If you take a long and uncomfortable journey on the back of a one tonne flat-bed truck, from Auki, the capital of Malaita, Solomon Islands, on extremely bumpy dirt roads, you will find the tiny village of Hauhul and Rev Micha Raoiasi and his DME Crushing Mill.

It looks like paradise, remote and far removed from the hustle and bustle of modern life. Here, the cheerful Rev Micha, has been running a DME Mill since 2011. He started producing 2 barrels of organic, fair-trade, virgin coconut oil a week and is now a champion producing 5 barrels a week and nine tonnes a year.

This business has transformed life for the locals in the village of Hauhul (pronounced how-who-ee). He employs 10 people on 2 presses and is a strong advocate of women's empowerment. In a culture where work has been historically dominated by men, three-quarters of his employees are women.

In the tropics, about 90% of coconuts are grown on small farms. These farmers are vulnerable to being squeezed on price from only one buyer. But with DME, the locals work cooperatively, because they’re a community minded local business. In Hauhul, 20 farms supporting about 10 people each, are now being paid a fair price regularly for their nuts. That’s 200-people getting trade, not aid. This little business is a big help to people who live close to poverty.

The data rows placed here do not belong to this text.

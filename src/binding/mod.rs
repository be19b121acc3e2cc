// SPDX-FileCopyrightText: 2025 Semiotic AI, Inc.
//
// SPDX-License-Identifier: Apache-2.0

//! Contract binding core
//!
//! [`BoundContract`] holds a parsed ABI, an address and a provider, and
//! exposes the generic surface every typed binding forwards to:
//!
//! - **Calls**: [`BoundContract::call`], [`BoundContract::raw_call`]
//! - **Transactions**: [`BoundContract::transact`], [`BoundContract::transfer`],
//!   [`BoundContract::transact_calldata`], [`BoundContract::raw_transact`]
//! - **Events**: [`BoundContract::filter_logs`] returns an [`EventIterator`],
//!   [`BoundContract::watch_logs`] returns a [`WatchHandle`], and
//!   [`BoundContract::parse_log`] decodes a single log
//!
//! Sessions ([`CallSession`], [`TransactSession`], [`Session`]) pin the
//! options for a run of requests.

mod bound;
mod iterator;
mod opts;
mod session;
mod topics;
mod watch;

pub use bound::BoundContract;
pub use iterator::{EventIterator, EventLog};
pub use opts::{CallOpts, FilterOpts, TransactOpts, WatchOpts};
pub use session::{Binding, CallSession, Session, TransactSession};
pub use topics::{IntoTopic, TopicRules};
pub use watch::WatchHandle;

Rev Micha says the process is very simple. He says not having to travel away from his village to learn how to operate it and being able to follow the manual and improve the process over time has been helpful for his village. He now has plans to buy a third press and expand the business.

He said, “I think it is the best kind of development, best kind of business that fits in with Hauhul and families.”

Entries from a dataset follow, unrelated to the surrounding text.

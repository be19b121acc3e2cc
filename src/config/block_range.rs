// SPDX-FileCopyrightText: 2025 Semiotic AI, Inc.
//
// SPDX-License-Identifier: Apache-2.0

//! Block range chunking for log queries.

use alloy_primitives::BlockNumber;
use serde::Deserialize;

/// Maximum number of blocks covered by a single `eth_getLogs` request.
///
/// # Example
///
/// ```rust
/// use sticker_bindings::MaxBlockRange;
///
/// let range = MaxBlockRange::new(30);
/// let chunks: Vec<_> = range.chunk_range(0, 99).collect();
/// assert_eq!(chunks, vec![(0, 29), (30, 59), (60, 89), (90, 99)]);
/// ```
#[derive(Debug, Clone, Copy, PartialEq, Eq, Hash, Deserialize)]
#[serde(transparent)]
pub struct MaxBlockRange(u64);

impl MaxBlockRange {
    /// Create a new range limit. A zero limit is raised to one block.
    #[must_use]
    pub const fn new(blocks: u64) -> Self {
        if blocks == 0 {
            Self(1)
        } else {
            Self(blocks)
        }
    }

    /// The limit as a plain block count.
    #[must_use]
    pub const fn as_u64(self) -> u64 {
        self.0
    }

    /// Number of requests needed to cover `[start, end]`.
    #[must_use]
    pub fn chunks_needed(self, start: BlockNumber, end: BlockNumber) -> u64 {
        if end < start {
            return 0;
        }
        (end - start) / self.0 + 1
    }

    /// Iterate over consecutive inclusive `(from, to)` ranges covering `[start, end]`.
    pub fn chunk_range(self, start: BlockNumber, end: BlockNumber) -> ChunkRange {
        ChunkRange {
            next: start,
            end,
            size: self.0,
            done: end < start,
        }
    }
}

/// Iterator returned by [`MaxBlockRange::chunk_range`].
#[derive(Debug, Clone)]
pub struct ChunkRange {
    next: BlockNumber,
    end: BlockNumber,
    size: u64,
    done: bool,
}

impl Iterator for ChunkRange {
    type Item = (BlockNumber, BlockNumber);

    fn next(&mut self) -> Option<Self::Item> {
        if self.done {
            return None;
        }
        let from = self.next;
        let to = from.saturating_add(self.size - 1).min(self.end);
        if to == self.end {
            self.done = true;
        } else {
            self.next = to + 1;
        }
        Some((from, to))
    }
}

#[cfg(test)]
mod tests {
    use super::*;
    use proptest::prelude::*;

    #[test]
    fn test_exact_multiple() {
        let chunks: Vec<_> = MaxBlockRange::new(10).chunk_range(0, 29).collect();
        assert_eq!(chunks, vec![(0, 9), (10, 19), (20, 29)]);
    }

    #[test]
    fn test_single_block() {
        let chunks: Vec<_> = MaxBlockRange::new(500).chunk_range(7, 7).collect();
        assert_eq!(chunks, vec![(7, 7)]);
        assert_eq!(MaxBlockRange::new(500).chunks_needed(7, 7), 1);
    }

    #[test]
    fn test_inverted_range_is_empty() {
        assert_eq!(MaxBlockRange::new(10).chunk_range(20, 10).count(), 0);
        assert_eq!(MaxBlockRange::new(10).chunks_needed(20, 10), 0);
    }

    #[test]
    fn test_zero_is_raised_to_one() {
        assert_eq!(MaxBlockRange::new(0).as_u64(), 1);
    }

    #[test]
    fn test_range_ending_at_max_block() {
        let chunks: Vec<_> = MaxBlockRange::new(10)
            .chunk_range(u64::MAX - 3, u64::MAX)
            .collect();
        assert_eq!(chunks, vec![(u64::MAX - 3, u64::MAX)]);
    }

    proptest! {
        #[test]
        fn prop_chunks_cover_range_exactly(start in 0u64..10_000, len in 0u64..5_000, size in 1u64..700) {
            let end = start + len;
            let range = MaxBlockRange::new(size);
            let chunks: Vec<_> = range.chunk_range(start, end).collect();

            prop_assert_eq!(chunks.len() as u64, range.chunks_needed(start, end));
            prop_assert_eq!(chunks.first().map(|c| c.0), Some(start));
            prop_assert_eq!(chunks.last().map(|c| c.1), Some(end));
            for window in chunks.windows(2) {
                prop_assert_eq!(window[0].1 + 1, window[1].0);
            }
            for (from, to) in chunks {
                prop_assert!(to >= from);
                prop_assert!(to - from < size);
            }
        }
    }
}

Whenever there is a need in the community, the local people contribute coconuts, and people get together to make virgin coconut oil. The oil is sold and the money goes directly back to community, church, school or other programs as needed. The DME works well because people can work together, whenever they need to access cash. It suits the sharing nature of the local culture. It can be operated whenever cash is needed. It maintains the self-sufficiency of the village. There is no waste, all the by-products are used, from fuelling the fires to dry the coconut meal, to creating stock feed for pigs and chickens and locally making soaps.

Rev Micha says, “It has really helped rural people, especially families in our local places, and I also want to thank those who are paying. With what you are buying, our oil, it really helps the family to send their school children to school and it helps the community upgrade the living standard of our people. Thank you and I want to encourage you to keep helping us, by buying out oil. And we will also help our families and our communities.”